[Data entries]
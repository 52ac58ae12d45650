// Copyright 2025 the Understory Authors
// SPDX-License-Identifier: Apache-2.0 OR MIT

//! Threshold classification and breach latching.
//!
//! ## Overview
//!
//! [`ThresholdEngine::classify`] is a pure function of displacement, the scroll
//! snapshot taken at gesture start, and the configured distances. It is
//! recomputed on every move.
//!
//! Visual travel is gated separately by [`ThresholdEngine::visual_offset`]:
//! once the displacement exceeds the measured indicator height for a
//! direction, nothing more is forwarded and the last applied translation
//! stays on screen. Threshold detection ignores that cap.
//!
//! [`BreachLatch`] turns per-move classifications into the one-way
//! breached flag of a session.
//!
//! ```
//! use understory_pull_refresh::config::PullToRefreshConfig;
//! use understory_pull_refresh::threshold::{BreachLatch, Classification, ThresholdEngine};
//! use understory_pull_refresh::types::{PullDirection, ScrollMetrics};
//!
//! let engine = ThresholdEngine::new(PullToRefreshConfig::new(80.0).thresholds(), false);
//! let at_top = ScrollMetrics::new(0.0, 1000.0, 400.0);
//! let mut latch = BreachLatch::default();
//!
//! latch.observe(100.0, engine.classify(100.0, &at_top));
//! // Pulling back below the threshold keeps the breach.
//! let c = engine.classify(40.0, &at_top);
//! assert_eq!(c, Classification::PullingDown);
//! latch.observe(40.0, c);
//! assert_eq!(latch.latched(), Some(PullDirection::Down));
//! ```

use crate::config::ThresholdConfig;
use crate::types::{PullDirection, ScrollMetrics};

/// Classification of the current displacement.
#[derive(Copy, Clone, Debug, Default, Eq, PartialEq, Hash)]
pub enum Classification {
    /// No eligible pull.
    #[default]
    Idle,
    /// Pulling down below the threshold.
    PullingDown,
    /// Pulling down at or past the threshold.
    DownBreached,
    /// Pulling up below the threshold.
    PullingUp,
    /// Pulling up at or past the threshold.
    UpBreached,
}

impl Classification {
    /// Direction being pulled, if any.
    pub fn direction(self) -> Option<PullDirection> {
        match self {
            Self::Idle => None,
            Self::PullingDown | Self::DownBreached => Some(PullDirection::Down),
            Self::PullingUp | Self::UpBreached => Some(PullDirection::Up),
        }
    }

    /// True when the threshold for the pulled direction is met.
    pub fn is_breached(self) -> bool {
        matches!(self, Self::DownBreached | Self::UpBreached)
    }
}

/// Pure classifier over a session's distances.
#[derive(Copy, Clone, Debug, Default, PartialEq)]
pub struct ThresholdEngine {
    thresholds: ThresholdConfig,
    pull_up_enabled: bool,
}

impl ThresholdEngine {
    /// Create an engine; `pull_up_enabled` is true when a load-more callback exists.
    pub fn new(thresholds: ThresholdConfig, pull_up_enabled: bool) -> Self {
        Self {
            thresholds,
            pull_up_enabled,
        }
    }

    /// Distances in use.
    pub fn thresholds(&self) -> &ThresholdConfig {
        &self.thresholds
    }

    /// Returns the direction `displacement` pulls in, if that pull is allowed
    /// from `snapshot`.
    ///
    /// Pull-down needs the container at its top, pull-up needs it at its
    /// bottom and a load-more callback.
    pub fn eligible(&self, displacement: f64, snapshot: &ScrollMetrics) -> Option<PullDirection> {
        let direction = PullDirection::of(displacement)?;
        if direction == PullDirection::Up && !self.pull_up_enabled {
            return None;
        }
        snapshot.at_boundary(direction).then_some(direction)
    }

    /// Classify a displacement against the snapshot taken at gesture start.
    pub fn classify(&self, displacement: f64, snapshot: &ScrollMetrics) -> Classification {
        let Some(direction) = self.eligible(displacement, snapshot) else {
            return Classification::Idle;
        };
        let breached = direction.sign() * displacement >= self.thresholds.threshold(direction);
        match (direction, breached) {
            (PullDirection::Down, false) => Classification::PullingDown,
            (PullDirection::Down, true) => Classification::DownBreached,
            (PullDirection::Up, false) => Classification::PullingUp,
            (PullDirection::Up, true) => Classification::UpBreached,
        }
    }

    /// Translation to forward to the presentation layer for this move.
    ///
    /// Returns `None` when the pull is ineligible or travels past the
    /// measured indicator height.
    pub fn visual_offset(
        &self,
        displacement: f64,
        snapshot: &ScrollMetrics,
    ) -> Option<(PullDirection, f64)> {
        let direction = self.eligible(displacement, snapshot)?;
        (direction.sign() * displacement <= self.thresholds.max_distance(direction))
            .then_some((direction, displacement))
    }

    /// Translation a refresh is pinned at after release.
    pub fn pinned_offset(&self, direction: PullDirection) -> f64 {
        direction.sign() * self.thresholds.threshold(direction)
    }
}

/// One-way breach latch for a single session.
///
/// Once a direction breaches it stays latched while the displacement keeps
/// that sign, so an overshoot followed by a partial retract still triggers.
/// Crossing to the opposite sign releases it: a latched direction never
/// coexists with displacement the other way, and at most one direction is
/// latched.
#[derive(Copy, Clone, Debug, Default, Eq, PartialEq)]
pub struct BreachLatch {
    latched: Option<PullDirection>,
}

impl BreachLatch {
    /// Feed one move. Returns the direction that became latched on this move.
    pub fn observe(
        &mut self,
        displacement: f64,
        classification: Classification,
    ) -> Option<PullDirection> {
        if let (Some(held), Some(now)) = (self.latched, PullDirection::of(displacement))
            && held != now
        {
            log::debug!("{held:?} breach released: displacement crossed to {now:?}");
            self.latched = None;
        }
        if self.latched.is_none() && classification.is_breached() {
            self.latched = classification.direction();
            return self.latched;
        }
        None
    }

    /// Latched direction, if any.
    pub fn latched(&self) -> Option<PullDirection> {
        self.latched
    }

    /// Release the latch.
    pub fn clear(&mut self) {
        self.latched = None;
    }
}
...
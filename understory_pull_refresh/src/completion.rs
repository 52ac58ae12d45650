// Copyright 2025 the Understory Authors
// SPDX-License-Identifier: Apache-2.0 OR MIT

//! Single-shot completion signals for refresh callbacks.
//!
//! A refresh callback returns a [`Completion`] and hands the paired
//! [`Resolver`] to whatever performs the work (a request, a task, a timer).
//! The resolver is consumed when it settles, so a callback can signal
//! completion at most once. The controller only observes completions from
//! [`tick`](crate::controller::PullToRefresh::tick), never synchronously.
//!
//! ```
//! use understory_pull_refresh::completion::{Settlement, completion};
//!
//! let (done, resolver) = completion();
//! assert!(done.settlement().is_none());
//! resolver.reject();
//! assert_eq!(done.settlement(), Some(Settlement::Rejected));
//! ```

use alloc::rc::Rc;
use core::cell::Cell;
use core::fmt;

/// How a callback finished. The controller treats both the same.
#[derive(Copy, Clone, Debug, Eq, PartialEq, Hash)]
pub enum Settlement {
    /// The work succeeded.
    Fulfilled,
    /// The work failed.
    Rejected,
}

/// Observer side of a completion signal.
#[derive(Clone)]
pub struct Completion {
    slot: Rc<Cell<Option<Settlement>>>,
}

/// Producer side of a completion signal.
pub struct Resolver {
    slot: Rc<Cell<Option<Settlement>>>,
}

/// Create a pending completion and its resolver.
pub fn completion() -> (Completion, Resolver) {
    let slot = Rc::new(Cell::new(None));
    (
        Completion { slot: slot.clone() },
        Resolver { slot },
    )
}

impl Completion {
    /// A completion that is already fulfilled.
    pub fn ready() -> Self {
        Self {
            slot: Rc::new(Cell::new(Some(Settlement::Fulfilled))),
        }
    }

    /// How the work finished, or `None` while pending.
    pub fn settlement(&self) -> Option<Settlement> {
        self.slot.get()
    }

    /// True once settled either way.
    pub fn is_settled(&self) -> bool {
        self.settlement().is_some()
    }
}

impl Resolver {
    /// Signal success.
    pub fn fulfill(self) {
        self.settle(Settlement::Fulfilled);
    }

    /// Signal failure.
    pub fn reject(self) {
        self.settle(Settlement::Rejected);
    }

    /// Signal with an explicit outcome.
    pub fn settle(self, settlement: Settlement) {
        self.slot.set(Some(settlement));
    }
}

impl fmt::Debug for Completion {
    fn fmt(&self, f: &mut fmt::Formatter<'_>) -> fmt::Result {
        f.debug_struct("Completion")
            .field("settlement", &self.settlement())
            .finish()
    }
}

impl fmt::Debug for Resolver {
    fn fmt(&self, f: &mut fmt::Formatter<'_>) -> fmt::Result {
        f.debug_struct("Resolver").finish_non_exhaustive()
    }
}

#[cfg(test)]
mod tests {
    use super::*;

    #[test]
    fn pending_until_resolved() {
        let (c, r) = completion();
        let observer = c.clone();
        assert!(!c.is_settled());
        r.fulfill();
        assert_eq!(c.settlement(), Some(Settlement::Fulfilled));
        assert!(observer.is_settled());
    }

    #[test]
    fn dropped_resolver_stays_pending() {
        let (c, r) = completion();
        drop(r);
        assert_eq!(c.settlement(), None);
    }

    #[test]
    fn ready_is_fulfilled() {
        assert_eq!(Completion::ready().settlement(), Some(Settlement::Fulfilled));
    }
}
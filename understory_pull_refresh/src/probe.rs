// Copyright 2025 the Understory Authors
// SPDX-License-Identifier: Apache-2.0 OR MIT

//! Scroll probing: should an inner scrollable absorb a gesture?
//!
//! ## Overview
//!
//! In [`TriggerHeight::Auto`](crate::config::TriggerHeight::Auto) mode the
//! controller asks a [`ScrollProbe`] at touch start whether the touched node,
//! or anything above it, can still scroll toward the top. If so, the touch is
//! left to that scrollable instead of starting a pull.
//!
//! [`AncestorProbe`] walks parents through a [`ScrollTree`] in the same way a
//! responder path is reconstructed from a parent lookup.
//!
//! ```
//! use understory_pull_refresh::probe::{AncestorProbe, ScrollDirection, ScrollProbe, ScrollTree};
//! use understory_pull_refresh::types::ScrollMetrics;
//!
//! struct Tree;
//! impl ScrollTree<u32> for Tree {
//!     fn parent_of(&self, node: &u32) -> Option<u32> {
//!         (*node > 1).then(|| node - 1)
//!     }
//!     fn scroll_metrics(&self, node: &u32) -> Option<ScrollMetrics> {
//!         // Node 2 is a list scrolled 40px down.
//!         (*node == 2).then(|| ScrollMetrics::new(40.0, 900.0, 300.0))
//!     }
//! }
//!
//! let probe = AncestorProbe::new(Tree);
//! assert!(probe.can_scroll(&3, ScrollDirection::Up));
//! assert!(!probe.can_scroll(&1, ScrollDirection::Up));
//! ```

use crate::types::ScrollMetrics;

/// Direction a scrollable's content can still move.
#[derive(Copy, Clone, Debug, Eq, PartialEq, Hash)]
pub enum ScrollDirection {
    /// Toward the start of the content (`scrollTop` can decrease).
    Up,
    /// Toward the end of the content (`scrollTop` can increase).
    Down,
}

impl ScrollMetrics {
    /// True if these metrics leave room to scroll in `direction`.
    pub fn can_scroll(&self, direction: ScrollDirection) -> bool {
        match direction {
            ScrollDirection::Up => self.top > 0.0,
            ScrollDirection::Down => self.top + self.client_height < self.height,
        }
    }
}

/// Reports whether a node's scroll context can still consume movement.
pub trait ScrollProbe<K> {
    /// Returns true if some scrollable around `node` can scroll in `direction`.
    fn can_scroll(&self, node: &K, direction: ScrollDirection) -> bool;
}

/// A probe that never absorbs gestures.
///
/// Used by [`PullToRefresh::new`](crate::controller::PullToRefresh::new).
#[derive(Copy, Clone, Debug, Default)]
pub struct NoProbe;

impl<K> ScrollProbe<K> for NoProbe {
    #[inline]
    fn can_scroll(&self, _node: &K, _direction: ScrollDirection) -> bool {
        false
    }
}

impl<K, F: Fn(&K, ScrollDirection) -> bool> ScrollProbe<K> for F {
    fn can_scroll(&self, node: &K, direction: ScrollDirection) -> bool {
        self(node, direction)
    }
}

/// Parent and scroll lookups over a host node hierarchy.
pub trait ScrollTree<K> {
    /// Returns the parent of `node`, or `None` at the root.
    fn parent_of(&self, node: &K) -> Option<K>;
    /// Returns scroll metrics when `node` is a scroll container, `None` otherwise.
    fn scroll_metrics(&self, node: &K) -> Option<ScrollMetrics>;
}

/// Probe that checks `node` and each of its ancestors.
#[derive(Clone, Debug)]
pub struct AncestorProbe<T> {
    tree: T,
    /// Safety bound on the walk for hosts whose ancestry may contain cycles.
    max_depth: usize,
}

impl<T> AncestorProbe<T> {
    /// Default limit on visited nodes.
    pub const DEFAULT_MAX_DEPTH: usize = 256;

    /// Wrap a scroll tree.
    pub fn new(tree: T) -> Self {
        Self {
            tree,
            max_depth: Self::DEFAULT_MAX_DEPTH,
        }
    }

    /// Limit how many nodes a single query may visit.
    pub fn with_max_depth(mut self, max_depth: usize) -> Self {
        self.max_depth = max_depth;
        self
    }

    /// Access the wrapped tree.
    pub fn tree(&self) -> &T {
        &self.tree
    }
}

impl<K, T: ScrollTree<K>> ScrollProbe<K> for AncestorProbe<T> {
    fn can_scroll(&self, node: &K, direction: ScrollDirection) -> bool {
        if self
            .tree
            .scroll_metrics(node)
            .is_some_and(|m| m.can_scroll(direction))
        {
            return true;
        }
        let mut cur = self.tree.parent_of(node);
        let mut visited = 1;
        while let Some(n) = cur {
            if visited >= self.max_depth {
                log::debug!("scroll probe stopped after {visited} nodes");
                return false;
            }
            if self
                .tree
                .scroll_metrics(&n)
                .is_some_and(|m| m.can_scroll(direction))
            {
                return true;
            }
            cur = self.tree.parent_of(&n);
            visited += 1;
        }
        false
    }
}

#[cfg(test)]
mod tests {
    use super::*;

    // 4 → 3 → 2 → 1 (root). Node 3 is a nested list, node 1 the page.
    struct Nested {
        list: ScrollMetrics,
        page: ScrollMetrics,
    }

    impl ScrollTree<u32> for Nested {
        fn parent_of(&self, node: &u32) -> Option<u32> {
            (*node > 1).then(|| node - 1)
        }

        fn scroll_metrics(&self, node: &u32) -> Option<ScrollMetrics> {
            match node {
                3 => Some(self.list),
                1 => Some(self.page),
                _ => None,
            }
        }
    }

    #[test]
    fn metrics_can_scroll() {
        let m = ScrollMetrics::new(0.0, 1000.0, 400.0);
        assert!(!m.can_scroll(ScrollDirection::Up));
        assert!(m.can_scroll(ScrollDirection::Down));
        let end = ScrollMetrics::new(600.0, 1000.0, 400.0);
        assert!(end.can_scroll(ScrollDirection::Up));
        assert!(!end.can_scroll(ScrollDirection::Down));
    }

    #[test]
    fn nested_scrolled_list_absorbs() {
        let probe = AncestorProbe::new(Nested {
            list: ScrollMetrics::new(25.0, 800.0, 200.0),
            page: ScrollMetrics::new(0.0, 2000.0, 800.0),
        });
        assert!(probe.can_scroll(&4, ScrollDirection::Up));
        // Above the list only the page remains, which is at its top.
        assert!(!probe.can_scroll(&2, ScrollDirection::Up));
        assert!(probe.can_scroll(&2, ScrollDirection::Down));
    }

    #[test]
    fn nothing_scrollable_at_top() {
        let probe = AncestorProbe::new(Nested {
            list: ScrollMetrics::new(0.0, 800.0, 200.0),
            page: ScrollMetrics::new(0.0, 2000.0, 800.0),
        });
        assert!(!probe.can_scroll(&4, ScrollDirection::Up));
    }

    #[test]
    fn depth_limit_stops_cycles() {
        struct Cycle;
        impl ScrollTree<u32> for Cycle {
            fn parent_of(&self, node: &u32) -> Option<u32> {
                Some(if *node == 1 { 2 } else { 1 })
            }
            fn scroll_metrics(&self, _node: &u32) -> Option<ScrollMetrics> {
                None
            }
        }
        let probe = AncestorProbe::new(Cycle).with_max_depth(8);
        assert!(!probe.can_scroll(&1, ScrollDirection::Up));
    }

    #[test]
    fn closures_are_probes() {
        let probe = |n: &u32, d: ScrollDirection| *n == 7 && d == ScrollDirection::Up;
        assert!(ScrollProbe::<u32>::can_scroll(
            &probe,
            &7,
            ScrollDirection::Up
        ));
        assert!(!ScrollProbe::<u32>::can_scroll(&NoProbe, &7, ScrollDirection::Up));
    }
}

> EXERCISE DETAILS
Every line of the entries above that includes "enum" should be copied.

> SOLUTION FOR THIS PROBLEM
pub enum Classification {
pub enum Settlement {
pub enum ScrollDirection {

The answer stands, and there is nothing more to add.